Some comments regarding the patch submission process:

 - A pointer to the branch should be given as a hyper-link to
   github.com, and it should go after '---' (it is ignored by
   `git am` then).

 - Since this is v2, there should also be a brief change log.

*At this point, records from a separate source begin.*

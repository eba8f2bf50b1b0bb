// This Source Code Form is subject to the terms of the Mozilla Public
// License, v. 2.0. If a copy of the MPL was not distributed with this
// file, You can obtain one at http://mozilla.org/MPL/2.0/.

/*!
Stable, monotonically increasing integer identifiers.

A per-class `static` counter is fine for a single-process, single-run
binary, but makes tests order-dependent and non-reproducible across runs in
the same process. Here every kind of identifier is minted from an explicit
[`IdRegistry`] held by the session, so ids are deterministic for a given
sequence of construction calls regardless of what ran before in the same
process.
*/

use std::fmt;

/// A stable, monotonically assigned integer id within one entity kind.
#[derive(Clone, Copy, Debug, PartialEq, Eq, PartialOrd, Ord, Hash)]
pub struct Id<Kind> {
    value: u32,
    _kind: std::marker::PhantomData<Kind>,
}

impl<Kind> Id<Kind> {
    pub fn value(self) -> u32 {
        self.value
    }
}

impl<Kind> fmt::Display for Id<Kind> {
    fn fmt(&self, f: &mut fmt::Formatter<'_>) -> fmt::Result {
        write!(f, "{}", self.value)
    }
}

/// Marker kinds. These are never instantiated; they just tag [`Id`].
pub mod kind {
    #[derive(Clone, Copy, Debug, PartialEq, Eq)]
    pub struct Station;
    #[derive(Clone, Copy, Debug, PartialEq, Eq)]
    pub struct Baseline;
    #[derive(Clone, Copy, Debug, PartialEq, Eq)]
    pub struct Source;
    #[derive(Clone, Copy, Debug, PartialEq, Eq)]
    pub struct Scan;
    #[derive(Clone, Copy, Debug, PartialEq, Eq)]
    pub struct Observation;
    #[derive(Clone, Copy, Debug, PartialEq, Eq)]
    pub struct PointingVector;
}

pub type StationId = Id<kind::Station>;
pub type BaselineId = Id<kind::Baseline>;
pub type SourceId = Id<kind::Source>;
pub type ScanId = Id<kind::Scan>;
pub type ObservationId = Id<kind::Observation>;
pub type PointingVectorId = Id<kind::PointingVector>;

/// Per-kind monotonic counters, owned by the session.
#[derive(Debug, Default)]
pub struct IdRegistry {
    station: u32,
    baseline: u32,
    source: u32,
    scan: u32,
    observation: u32,
    pointing_vector: u32,
}

impl IdRegistry {
    pub fn new() -> Self {
        Self::default()
    }

    fn next<Kind>(counter: &mut u32) -> Id<Kind> {
        let value = *counter;
        *counter += 1;
        Id {
            value,
            _kind: std::marker::PhantomData,
        }
    }

    pub fn next_station(&mut self) -> StationId {
        Self::next(&mut self.station)
    }

    pub fn next_baseline(&mut self) -> BaselineId {
        Self::next(&mut self.baseline)
    }

    pub fn next_source(&mut self) -> SourceId {
        Self::next(&mut self.source)
    }

    pub fn next_scan(&mut self) -> ScanId {
        Self::next(&mut self.scan)
    }

    pub fn next_observation(&mut self) -> ObservationId {
        Self::next(&mut self.observation)
    }

    pub fn next_pointing_vector(&mut self) -> PointingVectorId {
        Self::next(&mut self.pointing_vector)
    }
}
// This Source Code Form is subject to the terms of the Mozilla Public
// License, v. 2.0. If a copy of the MPL was not distributed with this
// file, You can obtain one at http://mozilla.org/MPL/2.0/.

//! Per-baseline SNR-driven duration sizing.

use crate::id::{ObservationId, StationId};
use crate::time::SessionSeconds;

/// A nominal observing wavelength used only to express baseline length in
/// kilo-lambda for the `knots` flux model ("piecewise-constant
/// flux vs projected baseline length in kλ"). The source material ties this
/// to the station's actual tuned frequency per band (an out-of-scope
/// observing-mode record, ); a single representative X-band
/// wavelength stands in here.
const NOMINAL_WAVELENGTH_M: f64 = 0.036;

/// The per-baseline, per-band portion of a scan (`Observation`).
#[derive(Clone, Copy, Debug)]
pub struct Observation {
    pub id: ObservationId,
    pub station1: StationId,
    pub station2: StationId,
    pub start: SessionSeconds,
    pub duration_s: u32,
    /// Achieved SNR at `duration_s`, filled in once sized.
    pub noise_snr: Option<f64>,
}

impl Observation {
    pub fn new(id: ObservationId, station1: StationId, station2: StationId, _band: String, start: SessionSeconds, duration_s: u32) -> Self {
        Self {
            id,
            station1,
            station2,
            start,
            duration_s,
            noise_snr: None,
        }
    }

    pub fn end(&self) -> SessionSeconds {
        self.start + self.duration_s
    }

    pub fn involves(&self, station_id: StationId) -> bool {
        self.station1 == station_id || self.station2 == station_id
    }
}

/// Project a baseline vector onto the source's `(u, v)` plane (:
/// "standard projection"), using the classical hour-angle/declination
/// formula. `baseline_ecef_m` is `station2.position - station1.position` in
/// ECEF metres; `ha_rad`/`dec_rad` are the source's geocentric hour angle
/// and declination at the observation's start time. Returns `(u, v)` in
/// metres.
pub fn project_uv(baseline_ecef_m: [f64; 3], ha_rad: f64, dec_rad: f64) -> (f64, f64) {
    let (sin_h, cos_h) = ha_rad.sin_cos();
    let (sin_d, cos_d) = dec_rad.sin_cos();
    let [x, y, z] = baseline_ecef_m;

    let u = x * sin_h + y * cos_h;
    let v = -x * sin_d * cos_h + y * sin_d * sin_h + z * cos_d;
    (u, v)
}

/// Convert a metre-valued `(u, v)` into kilo-lambda at the nominal
/// wavelength.
pub fn uv_to_klambda(u_m: f64, v_m: f64) -> (f64, f64) {
    let scale = 1.0 / (NOMINAL_WAVELENGTH_M * 1000.0);
    (u_m * scale, v_m * scale)
}

/// SNR accumulated per second of integration:
/// `snr_per_s = F_Jy / sqrt(SEFD_i * SEFD_j) * sqrt(2 * recRate)`.
pub fn snr_per_second(flux_jy: f64, sefd_i_jy: f64, sefd_j_jy: f64, rec_rate_mbps: f64) -> f64 {
    if sefd_i_jy <= 0.0 || sefd_j_jy <= 0.0 || flux_jy <= 0.0 {
        return 0.0;
    }
    flux_jy / (sefd_i_jy * sefd_j_jy).sqrt() * (2.0 * rec_rate_mbps * 1e6).sqrt()
}

/// Duration in seconds required to reach `min_snr` at `snr_per_s`, clipped
/// to `[min_scan_s, max_scan_s]`. Returns `None` if the
/// baseline can never reach `min_snr` within `max_scan_s`.
pub fn required_duration_s(min_snr: f64, snr_per_s: f64, min_scan_s: u32, max_scan_s: u32) -> Option<u32> {
    if snr_per_s <= 0.0 {
        return None;
    }
    let t_band = (min_snr / snr_per_s).powi(2);
    let clipped = t_band.ceil().max(min_scan_s as f64);
    if clipped > max_scan_s as f64 {
        None
    } else {
        Some(clipped as u32)
    }
}

#[cfg(test)]
mod tests {
    use super::*;
    use approx::assert_abs_diff_eq;

    #[test]
    fn scenario_4_snr_driven_duration() {
        // SEFD_i=SEFD_j=1000 Jy, flux=1 Jy, recRate=256 Mbps ->
        // snr_per_s = 1/1000 * sqrt(2*256e6) = 22.6.
        let snr_per_s = snr_per_second(1.0, 1000.0, 1000.0, 256.0);
        assert_abs_diff_eq!(snr_per_s, 22.627_416_997_969_52, epsilon = 1e-6);

        // t = (20/22.6)^2 = 0.78s -> clipped up to minScan.
        let duration = required_duration_s(20.0, snr_per_s, 10, 600).unwrap();
        assert_eq!(duration, 10);
    }

    #[test]
    fn unreachable_snr_returns_none() {
        let snr_per_s = snr_per_second(0.001, 5000.0, 5000.0, 16.0);
        assert!(required_duration_s(1000.0, snr_per_s, 1, 600).is_none());
    }

    #[test]
    fn zero_flux_never_reaches_snr() {
        assert_eq!(snr_per_second(0.0, 1000.0, 1000.0, 256.0), 0.0);
    }
}
// This Source Code Form is subject to the terms of the Mozilla Public
// License, v. 2.0. If a copy of the MPL was not distributed with this
// file, You can obtain one at http://mozilla.org/MPL/2.0/.

/*!
Useful constants.

All constants *must* be double precision. The engine should do as many
calculations as possible in double precision before converting to a lower
precision, if it is ever required.
 */

pub use std::f64::consts::{FRAC_PI_2, PI, TAU};

/// Radians per degree.
pub const DEG2RAD: f64 = PI / 180.0;

/// Degrees per radian.
pub const RAD2DEG: f64 = 180.0 / PI;

/// Minimum duration of any observation, in whole seconds (Scan invariant).
pub const MIN_OBSERVATION_DURATION_S: u32 = 1;

/// Hard cap on the temporal separation between the two scans of a subnetting
/// pair (scenario 5 in ).
pub const SUBNETTING_MAX_TIME_SEPARATION_S: u32 = 600;

/// A station that has just gone from unavailable to available incurs no
/// slew/field-system cost; bookkeeping resets `firstScan` .
pub const DEFAULT_SYSTEM_DELAY_S: u32 = 0;

/// Resolution (radians) at which the `sin`/`cos`/`acos` lookup tables are
/// sampled : "nearest thousandth of a radian".
pub const TRIG_TABLE_STEP_RAD: f64 = 0.001;

/// Resolution (degrees) of the angular-distance lookup table's az/el grid
/// : whole-degree el, one-degree quantisation in delta-az/delta-el.
pub const ANGULAR_DISTANCE_TABLE_STEP_DEG: i32 = 1;

/// Typical astronomical-parameter interpolation grid step, in seconds
/// ("typical step: minutes").
pub const DEFAULT_ASTRO_GRID_STEP_S: u32 = 60 * 5;

/// Fractional-second remainder above which mount control-loop margin adds an
/// extra second to a computed slew .
pub const SLEW_CEIL_MARGIN_THRESHOLD_S: f64 = 0.85;

/// Penalty factor applied to the score of a source observed within its
/// `minRepeat` window .
pub const RECENTLY_OBSERVED_SCORE_PENALTY: f64 = 0.01;

/// Bounded number of step-level retries before the driver aborts the session
/// (Infeasibility per step).
pub const MAX_STEP_RETRIES: u32 = 25;

/// Small time increment used to nudge the driver forward when a subcon comes
/// back empty and no event is imminent .
pub const DEFAULT_STEP_ADVANCE_S: u32 = 60;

 - There's no need to create a new branch. You can force-update
   the old one

> 
> ---
>  src/box/relay.cc               | 38 +++++++++++++++++---------
>  test/replication/misc.result   | 61 ++++++++++++++++++++++++++++++++++++++++++
>  test/replication/misc.test.lua | 19 +++++++++++++
>  3 files changed, 105 insertions(+), 13 deletions(-)
> 
> diff --git a/src/box/relay.cc b/src/box/relay.cc
> index f9f22d622..3de6fd070 100644
> --- a/src/box/relay.cc
> +++ b/src/box/relay.cc
> @@ -124,6 +124,10 @@ struct relay {
>  	 * confirmation from the replica.
>  	 */
>  	struct stailq pending_gc;
> +	/**
> +	 * A time when last row was send.
> +	 */
> +	double last_row_tstamp;

We use 'tm' as abbreviation for timestamp throughout the code
so I think we should call it `last_row_tm`.

>  
>  	struct {
>  		/* Align to prevent false-sharing with tx thread */
> @@ -433,36 +437,43 @@ relay_subscribe_f(va_list ap)
>  	fiber_start(reader, relay, fiber());
>  
>  	/*
> -	 * If the replica happens to be uptodate on subscribe,
> +	 * If the replica happens to be up to date on subscribe,
>  	 * don't wait for timeout to happen - send a heartbeat
>  	 * message right away to update the replication lag as
>  	 * soon as possible.
>  	 */
> -	if (vclock_compare(&r->vclock, &replicaset.vclock) == 0)
> -		relay_send_heartbeat(relay);
> +	relay_send_heartbeat(relay);
>  
>  	while (!fiber_is_cancelled()) {
> -		double timeout = replication_timeout;
>  		struct errinj *inj = errinj(ERRINJ_RELAY_REPORT_INTERVAL,
>  					    ERRINJ_DOUBLE);
>  		if (inj != NULL && inj->dparam != 0)
> -			timeout = inj->dparam;
> +			fiber_sleep(inj->dparam);

I asked it before but didn't have an answer so I'll ask again.
Why did you change this?

>  
> -		if (fiber_cond_wait_timeout(&relay->reader_cond, timeout) != 0) {
> -			/*
> -			 * Timed out waiting for WAL events.
> -			 * Send a heartbeat message to update
> -			 * the replication lag on the slave.
> -			 */
> -			relay_send_heartbeat(relay);
> -		}
> +		double timeout = replication_timeout -
> +				 (fiber_time() - relay->last_row_tstamp);
> +		fiber_cond_wait_timeout(&relay->reader_cond, timeout);

fiber_cond_wait_deadline(last_row_tm + timeout)

>  
> +		struct vclock old_vclock;
> +		vclock_copy(&old_vclock, &r->vclock);

What's this doing here?

>  		/*
>  		 * The fiber can be woken by IO cancel, by a timeout of
>  		 * status messaging or by an acknowledge to status message.
>  		 * Handle cbus messages first.
>  		 */
>  		cbus_process(&relay->endpoint);
> +		/*
> +		 * If the processed rows belong to the peer,
> +		 * cbus_process() has filtered them out instead of
> +		 * sending to the peer, so the peer got no
> +		 * message. In this case we should honor the
> +		 * previous heartbeat timeout, rather than reset
> +		 * it.
> +		 */

This comment is an overkill IMHO - it goes too deeply into details, but
at the same time doesn't explain why we send heartbeat messages at all.
Let's just copy the commend we used to have, shall we?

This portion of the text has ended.